*** Begin section ***

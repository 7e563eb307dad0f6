use anchor_lang::prelude::*;
use anchor_lang::solana_program::sysvar::instructions::ID as SYSVAR_INSTRUCTIONS_ID;
use anchor_spl::{
    associated_token::AssociatedToken,
    token::{self, Mint, Token, TokenAccount},
};

use crate::components::{
    check_execution_ctx, check_freshness, check_invariants, compute_mint_lev, pricing_view,
};
use crate::events::MintLevEvent;
use crate::states::GlobalState;
use crate::utils::*;

/// Deposit LST, mint the leveraged token at the current NAV.
/// Risk-reducing: fresh equity improves the collateral ratio.
///
/// # Arguments
/// * `ctx` - context containing all accounts
/// * `lst_in` - LST deposited, base units
/// * `min_lev_out` - slippage floor on the tokens received
#[inline(never)]
pub fn mint_lev(
    ctx: Context<MintLevInstructionAccounts>,
    lst_in: u64,
    min_lev_out: u64,
) -> Result<()> {
    check_execution_ctx(&ctx.accounts.instruction_sysvar)?;

    let state = &mut ctx.accounts.global_state;

    require!(!state.mint_paused, StrataError::MintPaused);

    let clock = Clock::get()?;
    check_freshness(state, clock.slot, clock.epoch)?;

    require!(lst_in > 0, StrataError::ZeroAmount);
    require!(lst_in >= MIN_LST_DEPOSIT, StrataError::AmountTooSmall);

    let pricing = pricing_view(state)?;
    let result = compute_mint_lev(state, &pricing, lst_in, min_lev_out)?;

    require!(
        ctx.accounts.user_lst_ata.amount >= lst_in,
        StrataError::InsufficientCollateral
    );

    // LST user → vault, user signs
    let cpi_accounts = token::Transfer {
        from: ctx.accounts.user_lst_ata.to_account_info(),
        to: ctx.accounts.vault.to_account_info(),
        authority: ctx.accounts.user.to_account_info(),
    };
    token::transfer(
        CpiContext::new(ctx.accounts.token_program.to_account_info(), cpi_accounts),
        lst_in,
    )?;

    // leveraged token minted under the vault authority
    let seeds: &[&[u8]; 3] = &[
        STRATA_SEED.as_bytes(),
        AUTHORITY_SEED.as_bytes(),
        &[state.vault_authority_bump],
    ];
    let signer_seeds: &[&[&[u8]]; 1] = &[&seeds[..]];

    let mint_user = token::MintTo {
        mint: ctx.accounts.lev_mint.to_account_info(),
        to: ctx.accounts.user_lev_ata.to_account_info(),
        authority: ctx.accounts.vault_authority.to_account_info(),
    };
    token::mint_to(
        CpiContext::new_with_signer(
            ctx.accounts.token_program.to_account_info(),
            mint_user,
            signer_seeds,
        ),
        result.user_lev,
    )?;

    if result.fee_lev > 0 {
        let mint_fee = token::MintTo {
            mint: ctx.accounts.lev_mint.to_account_info(),
            to: ctx.accounts.treasury_lev_ata.to_account_info(),
            authority: ctx.accounts.vault_authority.to_account_info(),
        };
        token::mint_to(
            CpiContext::new_with_signer(
                ctx.accounts.token_program.to_account_info(),
                mint_fee,
                signer_seeds,
            ),
            result.fee_lev,
        )?;
    }

    let pre_counter = state.operation_counter;

    state.total_lst_amount = state
        .total_lst_amount
        .checked_add(lst_in)
        .ok_or(StrataError::MathOverflow)?;
    state.lev_supply = state
        .lev_supply
        .checked_add(result.lev_gross)
        .ok_or(StrataError::MathOverflow)?;
    state.operation_counter = pre_counter
        .checked_add(1)
        .ok_or(StrataError::MathOverflow)?;
    state.last_tvl_update_slot = clock.slot;

    ctx.accounts.vault.reload()?;
    ctx.accounts.lev_mint.reload()?;
    check_invariants(
        state,
        ctx.accounts.vault.amount,
        ctx.accounts.stable_mint.supply,
        ctx.accounts.lev_mint.supply,
        pre_counter,
    )?;

    emit!(MintLevEvent {
        user: ctx.accounts.user.key(),
        lst_in,
        lev_out: result.user_lev,
        fee_lev: result.fee_lev,
        fee_bps: result.fee_bps,
    });

    Ok(())
}

/// Accounts required for the mint_lev instruction
#[derive(Accounts)]
pub struct MintLevInstructionAccounts<'info> {
    #[account(mut)]
    pub user: Signer<'info>,

    #[account(
        mut,
        seeds = [STRATA_SEED.as_bytes(), STATE_SEED.as_bytes()],
        bump,
        has_one = stable_mint,
        has_one = lev_mint,
        has_one = supported_lst_mint,
        has_one = vault,
    )]
    pub global_state: Account<'info, GlobalState>,

    pub supported_lst_mint: Account<'info, Mint>,

    pub stable_mint: Account<'info, Mint>,

    #[account(mut)]
    pub lev_mint: Account<'info, Mint>,

    /// CHECK: CPI signer PDA, never read or written
    #[account(
        seeds = [STRATA_SEED.as_bytes(), AUTHORITY_SEED.as_bytes()],
        bump = global_state.vault_authority_bump,
    )]
    pub vault_authority: UncheckedAccount<'info>,

    #[account(mut, token::mint = supported_lst_mint, token::authority = vault_authority)]
    pub vault: Account<'info, TokenAccount>,

    #[account(mut, token::authority = user, token::mint = supported_lst_mint)]
    pub user_lst_ata: Account<'info, TokenAccount>,

    #[account(
        init_if_needed,
        payer = user,
        associated_token::mint = lev_mint,
        associated_token::authority = user,
    )]
    pub user_lev_ata: Account<'info, TokenAccount>,

    /// CHECK: fee recipient recorded in the global state
    #[account(address = global_state.treasury)]
    pub treasury: UncheckedAccount<'info>,

    #[account(
        init_if_needed,
        payer = user,
        associated_token::mint = lev_mint,
        associated_token::authority = treasury,
    )]
    pub treasury_lev_ata: Account<'info, TokenAccount>,

    /// CHECK: instructions sysvar, address constrained
    #[account(address = SYSVAR_INSTRUCTIONS_ID)]
    pub instruction_sysvar: UncheckedAccount<'info>,

    pub associated_token_program: Program<'info, AssociatedToken>,
    pub token_program: Program<'info, Token>,
    pub system_program: Program<'info, System>,
}
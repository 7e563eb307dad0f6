use anchor_lang::prelude::*;

use crate::components::check_authority;
use crate::states::GlobalState;
use crate::utils::{StrataError, MIN_CR_FLOOR_BPS, STATE_SEED, STRATA_SEED};

pub fn update_parameters(
    ctx: Context<UpdateParametersInstructionAccounts>,
    new_min_cr_bps: u64,
    new_target_cr_bps: u64,
) -> Result<()> {
    let state = &mut ctx.accounts.global_state;

    check_authority(state, &ctx.accounts.signer)?;

    require!(new_min_cr_bps >= MIN_CR_FLOOR_BPS, StrataError::InvalidParameter);
    require!(new_target_cr_bps >= new_min_cr_bps, StrataError::InvalidParameter);

    state.min_cr_bps = new_min_cr_bps;
    state.target_cr_bps = new_target_cr_bps;

    msg!(
        "UpdateParameters {{min_cr_bps: {}, target_cr_bps: {}}}",
        state.min_cr_bps,
        state.target_cr_bps
    );

    Ok(())
}

#[derive(Accounts)]
pub struct UpdateParametersInstructionAccounts<'info> {
    #[account(mut)]
    pub signer: Signer<'info>,

    #[account(mut, seeds = [STRATA_SEED.as_bytes(), STATE_SEED.as_bytes()], bump)]
    pub global_state: Account<'info, GlobalState>,
}
use anchor_lang::prelude::*;

#[event]
pub struct PriceUpdateEvent {
    pub sol_usd_price: u64,
    pub lst_to_sol_rate: u64,
    pub oracle_confidence_usd: u64,
    pub uncertainty_index_bps: u64,
    pub slot: u64,
}
use anchor_lang::prelude::*;

#[event]
pub struct MintLevEvent {
    pub user: Pubkey,
    pub lst_in: u64,
    pub lev_out: u64,
    pub fee_lev: u64,
    pub fee_bps: u64,
}

#[event]
pub struct RedeemLevEvent {
    pub user: Pubkey,
    pub lev_in: u64,
    pub lst_out: u64,
    pub fee_lst: u64,
    pub fee_bps: u64,
    pub cr_post_bps: u64,
}
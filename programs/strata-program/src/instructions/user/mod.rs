pub use mint_lev::*;
pub use mint_stable::*;
pub use redeem_lev::*;
pub use redeem_stable::*;

pub mod mint_lev;
pub mod mint_stable;
pub mod redeem_lev;
pub mod redeem_stable;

*** End section ***

→ **TASK BRIEF**: If a line in the material holds "UpdateParametersInstructionAccounts", copy it.

→ **TASK OUTPUT**:
    ctx: Context<UpdateParametersInstructionAccounts>,
pub struct UpdateParametersInstructionAccounts<'info> {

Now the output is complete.